Évolution personnelle

Cette aventure va me marquer pour la vie entière. Utiliser les talents reçus pour aider son prochain et être attentif aux besoins des autres fait partie de l’enseignement du Christ. J’ai passé beaucoup de temps avec les éducatrices qui se donnent sans compter. Certaines sont présentes 24 heures sur 24. J’ai essayé de comprendre quels étaient les talents de chacune, pour les mettre en valeur au service des enfants. Le sourire donne de l’énergie et, surtout, il dépasse les frontières. Tout est plus simple quand on le fait avec le sourire, qu’on aime et qu’on comprend ce qu’on fait. Un matin, on avait une discussion avec les didi sur le déclencheur de motivation du matin, une m’avait répondu : « Le petit-déjeuner », l’autre : « Le thé » et une m’avait dit : « Le sourire et te voir sourire, sister ! » J’ai appris à travailler la patience, profiter du moment présent et ne pas toujours penser à ce qui va se passer ensuite. En Europe, on pense toujours à ce qui va se passer après, la simplicité et le last minute indien m’ont appris à être pleinement dans l’instant présent. Profite de l’instant présent et ne pense pas toujours à ce qui suivra car cela handicape une partie du plaisir.

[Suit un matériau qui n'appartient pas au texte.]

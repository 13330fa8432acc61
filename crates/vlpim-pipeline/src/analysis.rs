//! Standalone stages over existing tables: epitope analysis of a
//! binding-prediction table and scoring of a wide affinity table.

use serde::Serialize;
use std::path::{Path, PathBuf};
use tracing::{info, warn};
use vlpim_common::{
    ImmunogenicityMode, PipelineConfig, Result, ScoredCandidate, ScoringConfig, VlpimError,
};
use vlpim_epitope::{select_epitopes, EpitopeSelection};
use vlpim_ranker::ImmunogenicityScorer;

use crate::inputs::check_input;
use crate::io;

pub const ANALYSIS_CONFIG_FILE: &str = "analysis_config.json";
pub const SELECTED_EPITOPES_FILE: &str = "selected_epitopes.csv";

#[derive(Debug, Serialize)]
struct AnalysisConfig<'a> {
    binding_table: &'a Path,
    fasta: &'a Path,
    mode: ImmunogenicityMode,
    epitopes_number: usize,
    epitope_length: usize,
    output_dir: &'a Path,
}

/// Select and extend epitopes from `binding_table` against the parent in
/// `fasta`, writing the parameters and the selection to `config.output_dir`.
pub async fn analyze_epitopes(
    binding_table: &Path,
    fasta: &Path,
    config: &PipelineConfig,
) -> Result<EpitopeSelection> {
    check_input(binding_table, &["csv"])?;
    check_input(fasta, &["fasta", "fa"])?;

    let output_dir: PathBuf = config.output_dir.clone();
    tokio::fs::create_dir_all(&output_dir).await?;
    let params = AnalysisConfig {
        binding_table,
        fasta,
        mode: config.mode,
        epitopes_number: config.epitopes_number,
        epitope_length: config.epitope_length,
        output_dir: &output_dir,
    };
    io::write_output(
        &output_dir.join(ANALYSIS_CONFIG_FILE),
        serde_json::to_string_pretty(&params)?,
    )
    .await?;

    let (_, parent) = io::load_parent(fasta).await?;
    let records = io::load_binding_records(binding_table).await?;
    if records.is_empty() {
        return Err(VlpimError::no_usable_data("no epitopes found in binding predictions"));
    }

    let selection = select_epitopes(&records, &parent, &config.selection());
    if selection.epitopes.is_empty() {
        return Err(VlpimError::no_usable_data("no epitopes available"));
    }

    io::write_epitopes(&output_dir.join(SELECTED_EPITOPES_FILE), &selection.epitopes).await?;
    info!(
        "Epitope analysis complete: {} epitopes written to {:?}",
        selection.epitopes.len(),
        output_dir
    );
    Ok(selection)
}

/// Score the wide table at `table` and write it to `out` with score
/// columns. A table without `IC50_*`/`Rank_*` columns is copied unchanged.
pub async fn score_affinity_file(
    table: &Path,
    out: &Path,
    config: &ScoringConfig,
) -> Result<Vec<ScoredCandidate>> {
    let affinity = io::load_affinity_table(table).await?;
    if affinity.alleles.is_empty() {
        warn!("{:?} has no value columns, writing it unchanged", table);
        io::write_output(out, tokio::fs::read_to_string(table).await?).await?;
        return Ok(Vec::new());
    }
    let scored = ImmunogenicityScorer::new(*config).score(&affinity);
    io::write_scored_candidates(out, &scored).await?;
    info!("Wrote {} scored candidates to {:?}", scored.len(), out);
    Ok(scored)
}

#[cfg(test)]
mod tests {
    use super::*;

    fn write(dir: &Path, name: &str, content: &str) -> PathBuf {
        let path = dir.join(name);
        std::fs::write(&path, content).unwrap();
        path
    }

    #[tokio::test]
    async fn test_analyze_writes_selection() {
        let dir = tempfile::tempdir().unwrap();
        let fasta = write(
            dir.path(),
            "parent.fasta",
            ">parent\nMKTAYIAKQRQISFVKSHFSRQLEERLGLIEVQAPILSRVGDGTQDNLSGAEKAVQVKVKALPDAQ\n",
        );
        let table = write(
            dir.path(),
            "binding.csv",
            "allele,seq_id,start,end,peptide,core,rank_el\n\
             DRB1*01:01,parent,1,15,MKTAYIAKQRQISFV,YIAKQRQIS,0.4\n\
             DRB1*03:01,parent,1,15,MKTAYIAKQRQISFV,YIAKQRQIS,0.8\n\
             DRB1*01:01,parent,30,44,IEVQAPILSRVGDGT,VQAPILSRV,12.0\n",
        );
        let config = PipelineConfig {
            output_dir: dir.path().join("out"),
            ..Default::default()
        };

        let selection = analyze_epitopes(&table, &fasta, &config).await.unwrap();
        assert_eq!(selection.epitopes[0].core, "YIAKQRQIS");
        assert_eq!(selection.epitopes[0].number_of_strong_binding, 2);
        assert!(dir.path().join("out").join(SELECTED_EPITOPES_FILE).exists());

        let params = std::fs::read_to_string(dir.path().join("out").join(ANALYSIS_CONFIG_FILE)).unwrap();
        assert!(params.contains("\"mode\": \"reduce\""));
    }

    #[tokio::test]
    async fn test_analyze_empty_table_fails() {
        let dir = tempfile::tempdir().unwrap();
        let fasta = write(dir.path(), "parent.fa", ">p\nMKTAYIAKQR\n");
        let table = write(dir.path(), "binding.csv", "allele,start,peptide\n");
        let config = PipelineConfig {
            output_dir: dir.path().join("out"),
            ..Default::default()
        };

        let err = analyze_epitopes(&table, &fasta, &config).await.unwrap_err();
        assert!(matches!(err, VlpimError::NoUsableData { .. }));
    }

    #[tokio::test]
    async fn test_score_file_adds_score_columns() {
        let dir = tempfile::tempdir().unwrap();
        let table = write(
            dir.path(),
            "wide.csv",
            "sequence_id,IC50_DRB1*01:01\nseq1,25\nseq2,400\n",
        );
        let out = dir.path().join("scored.csv");

        let scored = score_affinity_file(&table, &out, &ScoringConfig::default()).await.unwrap();
        assert_eq!(scored.len(), 2);
        let written = std::fs::read_to_string(&out).unwrap();
        assert!(written.lines().next().unwrap().ends_with("Overall_Immunogenicity_Score"));
    }

    #[tokio::test]
    async fn test_score_file_without_value_columns_is_unchanged() {
        let dir = tempfile::tempdir().unwrap();
        let content = "sequence_id,sequence\nseq1,MKTAY\n";
        let table = write(dir.path(), "bare.csv", content);
        let out = dir.path().join("scored.csv");

        let scored = score_affinity_file(&table, &out, &ScoringConfig::default()).await.unwrap();
        assert!(scored.is_empty());
        assert_eq!(std::fs::read_to_string(&out).unwrap(), content);
    }
}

« Bien que le temps passe, je me rappelle mon premier grand camp guide. Et le jour de ma promesse, un beau matin d’été. J’y pense souvent et je reste fidèle. Joyeux souvenir reste avec moi, accompagne-moi toujours ! » Ces paroles du chant Accompagne-moi toujours, me reviennent souvent et me rappellent l’été 2012 à Molino de Calcina où j’ai répondu à la question « Combien de temps es-tu prête à servir ? » : « S’il plaît à Dieu, toujours. » Ces mots m’ont portée pour vivre chaque jour de ma mission en Inde. Il y a dix ans, j’avais préparé cette promesse en choisissant d’approfondir l’article de loi « La guide est faite pour servir et sauver son prochain ». J’ai vécu cela très concrètement. Ma formation de kinésithérapeute me permettait de servir ces enfants porteurs d’un handicap et j’essayais d’apporter, à chaque enfant, un meilleur suivi. L’ONG HSP a permis de les sauver. S’ils n’étaient pas pris en charge, leurs familles, très pauvres, n’auraient pas eu les moyens de les soigner et, parfois même, de les nourrir. Ici, ils sont soignés, nourris et suivent une scolarité adaptée à leur situation personnelle. Pour ma part, je voudrais conclure avec une phrase de mère Teresa : « La vie est un défi à relever, un bonheur à mériter, une aventure à tenter. » Cette année de mission était, pour moi, une immersion en terre inconnue remplie d’aventure, de don de soi et de joie partagée.